• _Entries supplied_:
== == ==

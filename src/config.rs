use std::path::PathBuf;
use std::time::Duration;

use clap::Parser;
use clap::ValueEnum;
use reqwest::Url;
use thiserror::Error;

/// Width of the simulated world, in cells, when `size = 1`
pub const X_RESOLUTION: u32 = 128;

/// Height of the simulated world, in cells, when `size = 1`
pub const Y_RESOLUTION: u32 = 64;

/// Pixel multiplier applied on top of the cell size when rendering
pub const CANVAS_SCALE: u32 = 2;

pub const DEFAULT_CELL_SIZE: u32 = 1;
pub const DEFAULT_FRAMETIME_MS: u32 = 16;

/// Largest cell size that still leaves at least one row of cells
pub const MAX_CELL_SIZE: u32 = Y_RESOLUTION;

#[derive(Debug, Error, PartialEq, Eq)]
pub enum ConfigError {
    #[error("Cell size must be a positive integer")]
    ZeroCellSize,

    #[error("Canvas scale must be a positive integer")]
    ZeroCanvasScale,

    #[error("Frametime must be a positive number of milliseconds")]
    ZeroFrametime,

    #[error("Invalid server URL \"{url}\": {reason}")]
    InvalidServer { url: String, reason: String },
}

/// Which form of the grid endpoint the server speaks.
#[derive(Debug, Clone, Copy, Default, PartialEq, Eq, ValueEnum)]
pub enum ApiVersion {
    /// `GET /getGrid`, with no parameters
    V1,

    /// `GET /getGrid?size=<size>&frametime=<frametime>`
    #[default]
    V2,
}

/// Everything the renderer needs to know about one fetch-render cycle.
///
/// All three values are guaranteed to be positive.
#[derive(Debug, Clone, Copy, PartialEq, Eq)]
pub struct RenderConfig {
    cell_size: u32,
    canvas_scale: u32,
    frametime_ms: u32,
}

impl Default for RenderConfig {
    fn default() -> Self {
        Self {
            cell_size: DEFAULT_CELL_SIZE,
            canvas_scale: CANVAS_SCALE,
            frametime_ms: DEFAULT_FRAMETIME_MS,
        }
    }
}

impl RenderConfig {
    pub fn new(cell_size: u32, frametime_ms: u32) -> Result<Self, ConfigError> {
        let mut config = Self::default();
        config.set_cell_size(cell_size)?;
        config.set_frametime(frametime_ms)?;

        Ok(config)
    }

    pub fn with_canvas_scale(mut self, canvas_scale: u32) -> Result<Self, ConfigError> {
        if canvas_scale == 0 {
            return Err(ConfigError::ZeroCanvasScale);
        }

        self.canvas_scale = canvas_scale;
        Ok(self)
    }

    pub fn cell_size(&self) -> u32 {
        self.cell_size
    }

    pub fn canvas_scale(&self) -> u32 {
        self.canvas_scale
    }

    pub fn frametime_ms(&self) -> u32 {
        self.frametime_ms
    }

    pub fn set_cell_size(&mut self, cell_size: u32) -> Result<(), ConfigError> {
        if cell_size == 0 {
            return Err(ConfigError::ZeroCellSize);
        }

        self.cell_size = cell_size;
        Ok(())
    }

    pub fn set_frametime(&mut self, frametime_ms: u32) -> Result<(), ConfigError> {
        if frametime_ms == 0 {
            return Err(ConfigError::ZeroFrametime);
        }

        self.frametime_ms = frametime_ms;
        Ok(())
    }

    /// The `(rows, columns)` a grid must have to be drawn at the current cell size.
    ///
    /// A cell size that does not evenly divide both resolutions has no integral shape, so no
    /// payload can ever match it and `None` is returned.
    pub fn expected_shape(&self) -> Option<(usize, usize)> {
        let size = self.cell_size;

        if X_RESOLUTION % size != 0 || Y_RESOLUTION % size != 0 {
            return None;
        }

        Some(((Y_RESOLUTION / size) as usize, (X_RESOLUTION / size) as usize))
    }

    /// Surface dimensions in pixels. These do not depend on the cell size.
    pub fn canvas_size(&self) -> (u32, u32) {
        (
            X_RESOLUTION.saturating_mul(self.canvas_scale),
            Y_RESOLUTION.saturating_mul(self.canvas_scale),
        )
    }

    /// Side length of a single drawn cell, in pixels
    pub fn cell_pixels(&self) -> u32 {
        self.canvas_scale.saturating_mul(self.cell_size)
    }

    /// Double the cell size, stopping at [`MAX_CELL_SIZE`]. A cell size that is already larger is
    /// left alone.
    pub fn grow_cells(&mut self) {
        let grown = self.cell_size.saturating_mul(2).min(MAX_CELL_SIZE);
        self.cell_size = self.cell_size.max(grown);
    }

    /// Halve the cell size, stopping at 1
    pub fn shrink_cells(&mut self) {
        self.cell_size = (self.cell_size / 2).max(1);
    }

    pub fn slow_down(&mut self) {
        self.frametime_ms = self.frametime_ms.saturating_mul(2);
    }

    pub fn speed_up(&mut self) {
        self.frametime_ms = (self.frametime_ms / 2).max(1);
    }
}

/// Command line arguments for the terminal viewer
#[derive(Parser, Debug, Clone)]
#[command(name = "lifeview")]
#[command(version)]
#[command(about = "Watch a remote Game of Life server from the terminal", long_about = None)]
pub struct Args {
    /// Base URL of the Life server
    #[arg(long, env = "LIFEVIEW_SERVER", default_value = "http://127.0.0.1:8080")]
    pub server: String,

    /// Downsampling factor: the grid has (resolution / size) cells on each axis
    #[arg(long, default_value_t = DEFAULT_CELL_SIZE)]
    pub size: u32,

    /// Simulation step interval requested from the server, in milliseconds
    #[arg(long, default_value_t = DEFAULT_FRAMETIME_MS)]
    pub frametime: u32,

    /// Grid endpoint flavour spoken by the server
    #[arg(long, value_enum, default_value_t = ApiVersion::V2)]
    pub api: ApiVersion,

    /// Re-fetch the grid every this many milliseconds. 0 disables periodic refreshes
    #[arg(long, value_name = "MS", default_value_t = 500)]
    pub refresh_ms: u64,

    /// Give up on a request after this many milliseconds. No timeout when unset
    #[arg(long, value_name = "MS")]
    pub timeout_ms: Option<u64>,

    /// Write logs to this file. Logging is disabled when unset
    #[arg(long, value_name = "FILE")]
    pub log_file: Option<PathBuf>,
}

impl Args {
    pub fn render_config(&self) -> Result<RenderConfig, ConfigError> {
        RenderConfig::new(self.size, self.frametime)
    }

    pub fn server_url(&self) -> Result<Url, ConfigError> {
        Url::parse(&self.server).map_err(|e| ConfigError::InvalidServer {
            url: self.server.clone(),
            reason: e.to_string(),
        })
    }

    pub fn refresh_interval(&self) -> Option<Duration> {
        (self.refresh_ms > 0).then(|| Duration::from_millis(self.refresh_ms))
    }

    pub fn timeout(&self) -> Option<Duration> {
        self.timeout_ms.map(Duration::from_millis)
    }
}

#[cfg(test)]
mod tests {
    use super::*;

    #[test]
    fn defaults() {
        let config = RenderConfig::default();

        assert_eq!(config.cell_size(), 1);
        assert_eq!(config.canvas_scale(), 2);
        assert_eq!(config.frametime_ms(), 16);
        assert_eq!(config.canvas_size(), (256, 128));
        assert_eq!(config.expected_shape(), Some((64, 128)));
    }

    #[test]
    fn rejects_zero_values() {
        assert_eq!(RenderConfig::new(0, 16), Err(ConfigError::ZeroCellSize));
        assert_eq!(RenderConfig::new(1, 0), Err(ConfigError::ZeroFrametime));
        assert_eq!(
            RenderConfig::default().with_canvas_scale(0),
            Err(ConfigError::ZeroCanvasScale)
        );
    }

    #[test]
    fn shape_follows_cell_size() {
        let config = RenderConfig::new(2, 16).unwrap();

        assert_eq!(config.expected_shape(), Some((32, 64)));
        assert_eq!(config.cell_pixels(), 4);
        assert_eq!(config.canvas_size(), (256, 128));
    }

    #[test]
    fn non_dividing_size_has_no_shape() {
        let config = RenderConfig::new(3, 16).unwrap();
        assert_eq!(config.expected_shape(), None);

        let config = RenderConfig::new(128, 16).unwrap();
        assert_eq!(config.expected_shape(), None);
    }

    #[test]
    fn cell_size_stays_in_range() {
        let mut config = RenderConfig::default();

        config.shrink_cells();
        assert_eq!(config.cell_size(), 1);

        for _ in 0..10 {
            config.grow_cells();
        }
        assert_eq!(config.cell_size(), MAX_CELL_SIZE);
        assert_eq!(config.expected_shape(), Some((1, 2)));
    }

    #[test]
    fn growing_huge_cells_does_not_overflow() {
        let mut config = RenderConfig::new(u32::MAX, 16).unwrap();

        config.grow_cells();
        assert_eq!(config.cell_size(), u32::MAX);

        let mut config = RenderConfig::new(100, 16).unwrap();
        config.grow_cells();
        assert_eq!(config.cell_size(), 100);
    }

    #[test]
    fn frametime_never_hits_zero() {
        let mut config = RenderConfig::new(1, 1).unwrap();

        config.speed_up();
        assert_eq!(config.frametime_ms(), 1);

        config.slow_down();
        assert_eq!(config.frametime_ms(), 2);
    }

    #[test]
    fn parse_args() {
        let args = Args::try_parse_from([
            "lifeview",
            "--server",
            "http://life.local:3000",
            "--size",
            "4",
            "--api",
            "v1",
            "--refresh-ms",
            "0",
        ])
        .unwrap();

        assert_eq!(args.api, ApiVersion::V1);
        assert_eq!(args.refresh_interval(), None);
        assert_eq!(args.timeout(), None);
        assert_eq!(args.render_config().unwrap().expected_shape(), Some((16, 32)));
        assert_eq!(args.server_url().unwrap().host_str(), Some("life.local"));
    }

    #[test]
    fn bad_server_url() {
        let args = Args::try_parse_from(["lifeview", "--server", "not a url"]).unwrap();

        assert!(matches!(
            args.server_url(),
            Err(ConfigError::InvalidServer { .. })
        ));
    }
}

== == ==

What are the lines, exactly as written above, from the line with "self.canvas_scale.saturating_mul(self.cell_size)" to the line with "#[command(version)]", both included? Output only those.

        self.canvas_scale.saturating_mul(self.cell_size)
    }

    /// Double the cell size, stopping at [`MAX_CELL_SIZE`]. A cell size that is already larger is
    /// left alone.
    pub fn grow_cells(&mut self) {
        let grown = self.cell_size.saturating_mul(2).min(MAX_CELL_SIZE);
        self.cell_size = self.cell_size.max(grown);
    }

    /// Halve the cell size, stopping at 1
    pub fn shrink_cells(&mut self) {
        self.cell_size = (self.cell_size / 2).max(1);
    }

    pub fn slow_down(&mut self) {
        self.frametime_ms = self.frametime_ms.saturating_mul(2);
    }

    pub fn speed_up(&mut self) {
        self.frametime_ms = (self.frametime_ms / 2).max(1);
    }
}

/// Command line arguments for the terminal viewer
#[derive(Parser, Debug, Clone)]
#[command(name = "lifeview")]
#[command(version)]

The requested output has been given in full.